It's not Gaussian elimination (it's better!), but aren't these relevant?
https://github.com/JuliaLang/julia/pull/5381
https://github.com/JuliaLang/julia/pull/5430

--Tim

On Thursday, February 20, 2014 09:12:51 PM Stefan Karpinski wrote:
> We ought to have a generic Gaussian elimination algorithm and making sure
> that it can be used for finite fields is a good test of its generality.
> This is definitely the kind of thing that can be more reasonably in Julia
> than in many other systems.
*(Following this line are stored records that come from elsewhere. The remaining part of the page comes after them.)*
//! Human-readable size → byte count.
//!
//! Parsing is permissive: anything without a recognised unit suffix is read as
//! a leading integer number of bytes, and only input without any usable digits
//! yields `None`.

use crate::options::ParseOptions;
use crate::units::{CapacityBase, Unit};
use regex::Regex;
use std::sync::LazyLock;

/// A signed numeral (scientific notation allowed after a decimal point)
/// followed by a unit suffix, matched ASCII case-insensitively.
#[expect(clippy::expect_used, reason = "pattern is a compile-time constant")]
static SIZE_WITH_UNIT: LazyLock<Regex> = LazyLock::new(|| {
    Regex::new(r"^([-+]?[0-9]+(?:\.[0-9]*[Ee+-]*[0-9]+)?)((?i-u:kb|mb|gb|tb|pb|eb|zb))$")
        .expect("valid regex")
});

/// Longest prefix that reads as a decimal literal.
#[expect(clippy::expect_used, reason = "pattern is a compile-time constant")]
static DECIMAL_PREFIX: LazyLock<Regex> = LazyLock::new(|| {
    Regex::new(r"^[-+]?[0-9]+(?:\.[0-9]*)?(?:[Ee][-+]?[0-9]+)?").expect("valid regex")
});

/// Leading signed integer.
#[expect(clippy::expect_used, reason = "pattern is a compile-time constant")]
static INTEGER_PREFIX: LazyLock<Regex> =
    LazyLock::new(|| Regex::new(r"^[-+]?[0-9]+").expect("valid regex"));

/// Parse a size string into a byte count.
///
/// The result is always integral (floored toward negative infinity) but is
/// returned as `f64`: zettabyte-scale inputs do not fit a machine integer.
///
/// # Example
///
/// ```
/// use bytefmt_core::{parse, CapacityBase, ParseOptions};
///
/// assert_eq!(parse("10MiB", &ParseOptions::default()), Some(10_485_760.0));
///
/// let decimal = ParseOptions::new()
///     .with_capacity_base(CapacityBase::Decimal)
///     .with_convert(false);
/// assert_eq!(parse("10MB", &decimal), Some(10_000_000.0));
/// ```
pub fn parse(text: &str, options: &ParseOptions) -> Option<f64> {
    let normalized = normalize(text);
    let (mut magnitude, unit) = read_quantity(&normalized)?;

    let base = options.capacity_base;
    if base == CapacityBase::Decimal && options.convert {
        magnitude = (magnitude * CapacityBase::Binary.magnitude(unit))
            / CapacityBase::Decimal.magnitude(unit);
    }
    Some((base.magnitude(unit) * magnitude).floor())
}

/// Drop every space, then the first `i` wherever it occurs ("10 MiB" -> "10MB").
fn normalize(text: &str) -> String {
    text.replace(' ', "").replacen('i', "", 1)
}

fn read_quantity(normalized: &str) -> Option<(f64, Unit)> {
    if let Some(caps) = SIZE_WITH_UNIT.captures(normalized) {
        let unit = Unit::from_suffix(&caps[2])?;
        let magnitude = leading_decimal(&caps[1])?;
        return Some((magnitude, unit));
    }

    tracing::debug!(input = normalized, "no unit suffix, reading as plain bytes");
    match leading_integer(normalized) {
        Some(magnitude) => Some((magnitude, Unit::B)),
        None => {
            tracing::debug!(input = normalized, "no digits to read");
            None
        }
    }
}

fn leading_decimal(numeral: &str) -> Option<f64> {
    DECIMAL_PREFIX
        .find(numeral)
        .and_then(|m| m.as_str().parse().ok())
}

fn leading_integer(text: &str) -> Option<f64> {
    INTEGER_PREFIX
        .find(text.trim_start())
        .and_then(|m| m.as_str().parse().ok())
}
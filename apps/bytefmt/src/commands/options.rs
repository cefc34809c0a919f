//! Options file commands.
//!
//! Provides show, validate and schema subcommands for bytefmt option files
//! (JSON documents with `format` and `parse` sections).

use anyhow::{Context, Result};
use bytefmt_core::OptionsDocument;
use bytefmt_core::validation::{AdvisoryWarning, validate};
use clap::Subcommand;
use colored::Colorize;
use std::path::{Path, PathBuf};

#[derive(Subcommand)]
pub enum OptionsCommands {
    /// Show an options file with defaults filled in
    Show {
        /// Options file to read (defaults apply when omitted)
        #[arg(long, env = "BYTEFMT_OPTIONS")]
        path: Option<PathBuf>,

        /// Output as raw JSON (no formatting)
        #[arg(long)]
        json: bool,
    },

    /// Validate an options file and show warnings
    Validate {
        /// Options file to validate
        #[arg(long, env = "BYTEFMT_OPTIONS")]
        path: PathBuf,
    },

    /// Output the JSON Schema for option files
    Schema,
}

pub fn execute(cmd: OptionsCommands) -> Result<()> {
    match cmd {
        OptionsCommands::Show { path, json } => cmd_show(path.as_deref(), json),
        OptionsCommands::Validate { path } => cmd_validate(&path),
        OptionsCommands::Schema => cmd_schema(),
    }
}

/// Read an options document, or the defaults when no path is given.
pub fn load_document(path: Option<&Path>) -> Result<OptionsDocument> {
    let Some(path) = path else {
        return Ok(OptionsDocument::default());
    };
    let raw = std::fs::read_to_string(path)
        .with_context(|| format!("Failed to read options file {}", path.display()))?;
    let doc = OptionsDocument::from_json_str(&raw)
        .with_context(|| format!("Invalid options file {}", path.display()))?;
    tracing::debug!(path = %path.display(), "loaded options file");
    Ok(doc)
}

/// Print advisory warnings to stderr.
pub fn report_warnings(warnings: &[AdvisoryWarning]) {
    for warning in warnings {
        eprintln!("{} {}", "WARN".yellow(), warning);
    }
}

fn cmd_show(path: Option<&Path>, json_output: bool) -> Result<()> {
    let doc = load_document(path)?;
    report_warnings(&validate(&doc.format));

    if json_output {
        println!("{}", serde_json::to_string(&doc)?);
    } else {
        println!("{}", serde_json::to_string_pretty(&doc)?);
    }
    Ok(())
}

fn cmd_validate(path: &Path) -> Result<()> {
    let doc = load_document(Some(path))?;
    let warnings = validate(&doc.format);

    if warnings.is_empty() {
        println!("{} Options are valid", "OK".green());
    } else {
        println!(
            "{} Options have {} warning(s):",
            "WARN".yellow(),
            warnings.len()
        );
        for w in &warnings {
            println!("  - {}", w);
        }
    }
    Ok(())
}

fn cmd_schema() -> Result<()> {
    println!("{}", bytefmt_core::schema_json_pretty()?);
    Ok(())
}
The big difference is that while in this
> particular case you may have to write Gaussian elimination, at least the
> next person with their own integer matrix type won't.
> 
> On Thu, Feb 20, 2014 at 7:29 PM, andrew cooke <[email protected]> wrote:
> > Indeed, but then I need to provide my own implementation.  I was hoping
> > (navely in retrospect, since everyone else wants fast rather than generic
> > code) that I could call generic code for "matrix division" with a new
> > numerical type and it would "just work".
> > 
> > I think this is still the best approach - but I need to write that code
> > (Gaussian elimination) myself, in a generic way, then define my new
> > numeric
> > type, then call it.
> > 
> > Which is much more work than I had hoped.
> > 
> > Cheers,
> > Andrew
> > 
> > On Thursday, 20 February 2014 21:14:38 UTC-3, Patrick O'Leary wrote:
> >> You can redefine the \ operator for your type to not do this.
> >> 
> >> On Thursday, February 20, 2014 6:08:31 PM UTC-6, andrew cooke wrote:
> >>> While I still don't see a problem with the theory side of this, there is
> >>> a practical problem - Gaussian Elimination in Julia seems to be
> >>> delegated
> >>> to LAPACK and arguments are promoted to Float:
> >>> 
> >>> julia> [1 0; 0 1] \ [1, 2]
> >>> 
> >>> 2-element Array{Float64,1}:
> >>>  1.0
> >>>  2.0
> >>> 
> >>> Andrew
> >>> 
> >>> On Thursday, 20 February 2014 19:45:28 UTC-3, andrew cooke wrote:
> >>>> A broad and a narrow question...
> >>>> 
> >>>> If Julia supports the definition of new integer types can I define a
> >>>> new type for a finite field and then use existing linear algebra
> >>>> libraries
> >>>> to do maths with them?  Could I define an integer type for polynomials?
> >>>>  Is
> >>>> this the kind of thing that would work in theory but not in practice? 
> >>>> Has
> >>>> anyone done this?
> >>>> 
> >>>> Specifically, I need to solve a problem modulo 2 (GF(2) - addition and
> >>>> subtraction are XOR; multiplication is AND; division is trivial).  I
> >>>> was
> >>>> about to write my own Gaussian Elimination and then remembered a
> >>>> comment
> >>>> from here saying Julia is the first language where you can define new
> >>>> integers...
> >>>> 
> >>>> Am I talking rubbish?  I'm not a mathematician, so I may be completely
> >>>> muddled anyway.
> >>>> 
> >>>> Thanks,
> >>>> Andrew
> >>>> 
> >>>> PS I guess for best speed I should use a Uint for my 0s and 1s?
> >>>> Assuming the problem is small enough that it will still fit in cache?